2. The vision of the ark of the covenant. We may take this as telling
(1) of the unchangeableness of God. When St. John wrote, the very foundations of the earth seemed to be shaken and in course of being moved. That Judaism of which the temple was the centre was dying, dying hard. Jerusalem and her people were in the last throes of their national existence, and the old order was changing every hour and, amid sore travail, giving place to new. To many eyes it seemed as if all was lost, and the end of all things was at hand. Now, what a reassuring vision this would be! The ark of the covenant that enshrined God's holy Law; the ark that was covered with the mercy seat, that told of the eternal grace of God; that ark of the covenant, now seen in beatific vision, said to the beholder, "The Lord liveth, the Lord holy and full of compassion, just, yet delighting in mercy, he liveth." Moreover it told
(2) of the certainty of victory over all foes. It was the ark of God's strength, God's resting place, where he dwelt between the cherubim. Under its shadow Israel had dwelt, as under the shadow of the Almighty. At its presence the rushing river rolled back its flowing flood, and piled up its awestruck waters, and held them bound until all the people of God had passed by. At its presence the walls of Jericho had fallen fiat, and under its leadership Israel had gone on from victory unto victory. It had made them invincible a thousand times. And now the persecuted people of God beheld this ark of the covenant once again. "When the enemy came in like a flood, the Spirit of the Lord lifted up the standard against him." It was an omen of victory, a prophecy of good, a lifter up of all hearts that were cast down. It meant all that.
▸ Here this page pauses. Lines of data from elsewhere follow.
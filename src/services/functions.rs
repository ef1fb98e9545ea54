use std::sync::{Arc, Mutex};

use async_trait::async_trait;
use rusqlite::Connection;
use serde::{Deserialize, Serialize};
use serde_json::{json, Value};

use crate::db::queries;
use crate::errors::AppError;
use crate::services::identity::memory::InMemoryIdentityProvider;
use crate::services::identity::{AccountRecord, IdentityProvider, ProviderError};

const LIST_USERS_LIMIT: usize = 1000;

#[derive(Debug, Clone, Serialize, Deserialize, PartialEq)]
pub struct DeleteUserResult {
    pub success: bool,
    pub message: String,
    pub uid: String,
}

#[derive(Debug, Clone, PartialEq, thiserror::Error)]
pub enum FunctionError {
    #[error("{0}")]
    Unauthenticated(String),

    #[error("{0}")]
    PermissionDenied(String),

    #[error("{0}")]
    NotFound(String),

    #[error("{0}")]
    InvalidArgument(String),

    #[error("{0}")]
    Internal(String),

    #[error("functions endpoint unreachable: {0}")]
    Unavailable(String),
}

impl FunctionError {
    /// Maps a callable error status, in either wire (`NOT_FOUND`) or SDK (`not-found`) form.
    pub fn from_status(status: &str, message: String) -> Self {
        match status.to_ascii_lowercase().replace('_', "-").as_str() {
            "unauthenticated" => FunctionError::Unauthenticated(message),
            "permission-denied" => FunctionError::PermissionDenied(message),
            "not-found" => FunctionError::NotFound(message),
            "invalid-argument" => FunctionError::InvalidArgument(message),
            _ => FunctionError::Internal(message),
        }
    }
}

impl From<FunctionError> for AppError {
    fn from(e: FunctionError) -> Self {
        match e {
            FunctionError::Unauthenticated(msg) => AppError::Unauthenticated(msg),
            FunctionError::PermissionDenied(msg) => AppError::PermissionDenied(msg),
            FunctionError::NotFound(msg) => AppError::NotFound(msg),
            FunctionError::InvalidArgument(msg) => AppError::InvalidInput(msg),
            FunctionError::Internal(msg) | FunctionError::Unavailable(msg) => {
                AppError::RemoteUnavailable(msg)
            }
        }
    }
}

/// Server-side operations only an admin identity may invoke.
#[async_trait]
pub trait AdminFunctions: Send + Sync {
    /// Deletes the identity with this email, then its profile document.
    async fn delete_user(&self, email: &str) -> Result<DeleteUserResult, FunctionError>;

    async fn list_users(&self) -> Result<Vec<AccountRecord>, FunctionError>;
}

/// Client for HTTPS callable functions.
pub struct CallableFunctions {
    base_url: String,
    client: reqwest::Client,
    identity: Arc<dyn IdentityProvider>,
}

impl CallableFunctions {
    pub fn new(base_url: String, identity: Arc<dyn IdentityProvider>) -> Self {
        Self {
            base_url: base_url.trim_end_matches('/').to_string(),
            client: reqwest::Client::new(),
            identity,
        }
    }

    async fn call(&self, name: &str, data: Value) -> Result<Value, FunctionError> {
        // Without a signed-in caller the request goes out bare and the function rejects it.
        let token = match self.identity.id_token().await {
            Ok(token) => Some(token),
            Err(ProviderError::NoCurrentUser) => None,
            Err(e) => return Err(FunctionError::Unavailable(e.to_string())),
        };

        let mut request = self
            .client
            .post(format!("{}/{name}", self.base_url))
            .json(&json!({ "data": data }));
        if let Some(token) = token {
            request = request.bearer_auth(token);
        }

        let resp = request
            .send()
            .await
            .map_err(|e| FunctionError::Unavailable(e.to_string()))?;
        let status = resp.status();
        let body: Value = resp
            .json()
            .await
            .map_err(|e| FunctionError::Unavailable(format!("unreadable response: {e}")))?;

        if let Some(error) = body.get("error") {
            let message = error["message"].as_str().unwrap_or("unknown error").to_string();
            return Err(FunctionError::from_status(
                error["status"].as_str().unwrap_or("INTERNAL"),
                message,
            ));
        }
        if !status.is_success() {
            return Err(FunctionError::Internal(format!("HTTP {status}")));
        }

        Ok(body["result"].clone())
    }
}

#[async_trait]
impl AdminFunctions for CallableFunctions {
    async fn delete_user(&self, email: &str) -> Result<DeleteUserResult, FunctionError> {
        let result = self.call("deleteUser", json!({ "email": email })).await?;
        serde_json::from_value(result)
            .map_err(|e| FunctionError::Internal(format!("unexpected deleteUser result: {e}")))
    }

    async fn list_users(&self) -> Result<Vec<AccountRecord>, FunctionError> {
        let result = self.call("getUsers", json!({})).await?;
        serde_json::from_value(result["users"].clone())
            .map_err(|e| FunctionError::Internal(format!("unexpected getUsers result: {e}")))
    }
}

/// The same admin policy run in-process against the in-memory provider.
pub struct LocalFunctions {
    identity: Arc<InMemoryIdentityProvider>,
    db: Arc<Mutex<Connection>>,
}

impl LocalFunctions {
    pub fn new(identity: Arc<InMemoryIdentityProvider>, db: Arc<Mutex<Connection>>) -> Self {
        Self { identity, db }
    }

    fn authorize(&self) -> Result<(), FunctionError> {
        let caller = self
            .identity
            .current()
            .ok_or_else(|| FunctionError::Unauthenticated("User must be authenticated".to_string()))?;

        let profile = {
            let conn = self.db.lock().unwrap();
            queries::get_user(&conn, &caller.uid)
                .map_err(|e| FunctionError::Internal(e.to_string()))?
        };

        match profile {
            Some(user) if user.is_admin() => Ok(()),
            _ => Err(FunctionError::PermissionDenied("Admin access required".to_string())),
        }
    }
}

#[async_trait]
impl AdminFunctions for LocalFunctions {
    async fn delete_user(&self, email: &str) -> Result<DeleteUserResult, FunctionError> {
        self.authorize()?;

        if email.trim().is_empty() {
            return Err(FunctionError::InvalidArgument("Email is required".to_string()));
        }

        let account = self
            .identity
            .account_by_email(email)
            .ok_or_else(|| FunctionError::NotFound("User not found in Authentication".to_string()))?;

        if !self.identity.delete_account(&account.uid) {
            return Err(FunctionError::NotFound("User not found in Authentication".to_string()));
        }

        let profile_deleted = {
            let conn = self.db.lock().unwrap();
            queries::delete_user(&conn, &account.uid)
        };
        match profile_deleted {
            Ok(true) => {}
            Ok(false) => tracing::info!(uid = %account.uid, "profile already absent"),
            Err(e) => tracing::warn!(uid = %account.uid, error = %e, "profile delete failed"),
        }

        tracing::info!(uid = %account.uid, email, "user deleted");
        Ok(DeleteUserResult {
            success: true,
            message: format!("User {email} deleted successfully"),
            uid: account.uid,
        })
    }

    async fn list_users(&self) -> Result<Vec<AccountRecord>, FunctionError> {
        self.authorize()?;
        Ok(self.identity.list_accounts(LIST_USERS_LIMIT))
    }
}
II. WHAT IS COMMON TO BOTH - to the veil of the temple rent and this vision of the ark of the covenant. One chief meaning belongs to both - that meaning which our Lord declared when on the cross at the moment of his death he cried, "It is finished! The veil and the shrine wherein the ark was seen represent the whole of the Mosaic ceremonial, the system of types, the Levitical Law, the whole body of Jewish ordinances. And the rent veil, and the vision of the ark alike show that all that is done with and forever. Freedom of access is given to all, and we are bidden therefore to come boldly to the throne of grace. The veil is not rolled up, but rent, so that it cannot be put up again;" and in this vision there is no sign of it at all. Now, this means that all that separates the soul of the believer from God is clean gone forever.
1. All legal ordinances. And yet how slow men are to believe this - to believe that the worshippers whom God seeks are those who worship him in spirit and in truth! It is not papists alone, but so-called Protestants also, all too many of them, who have not yet realized what the rent veil, and the ark of the covenant visible to all, mean. Hence the often hurried sending for ministers of religion to pray by the sick and dying. Hence, too, those many evidences which we meet with that men's minds are not yet emancipated from reliance on certain persons, ordinances, and the like; and that they yet know not that none can make them more acceptable to God, or as acceptable, as when they themselves come through the blood of Christ.
2. All guilt. This separates indeed, and would forever do so, had not the veil been rent and the way opened.
3. All depravity. The evil bias of our nature - that in us which makes us do the things we would not, and forbids our doing those we would. And:
4. The flesh itself; for this veil, too, will one day be rent, and then our soul, escaped as a bird out of the hand of the fowler, shall go into the presence of God forever. Conclusion. Then if all that separates, every veil, be done away, let me draw near, as I am bidden to do - in prayer, in praise, in communion; asking or giving thanks for blessings on my soul, in pardon, peace, purity, consolation, strength; blessings on others, those whom I love, those who love me, and for all for whom I am bound to pray. We may, we should, we must. - S.C.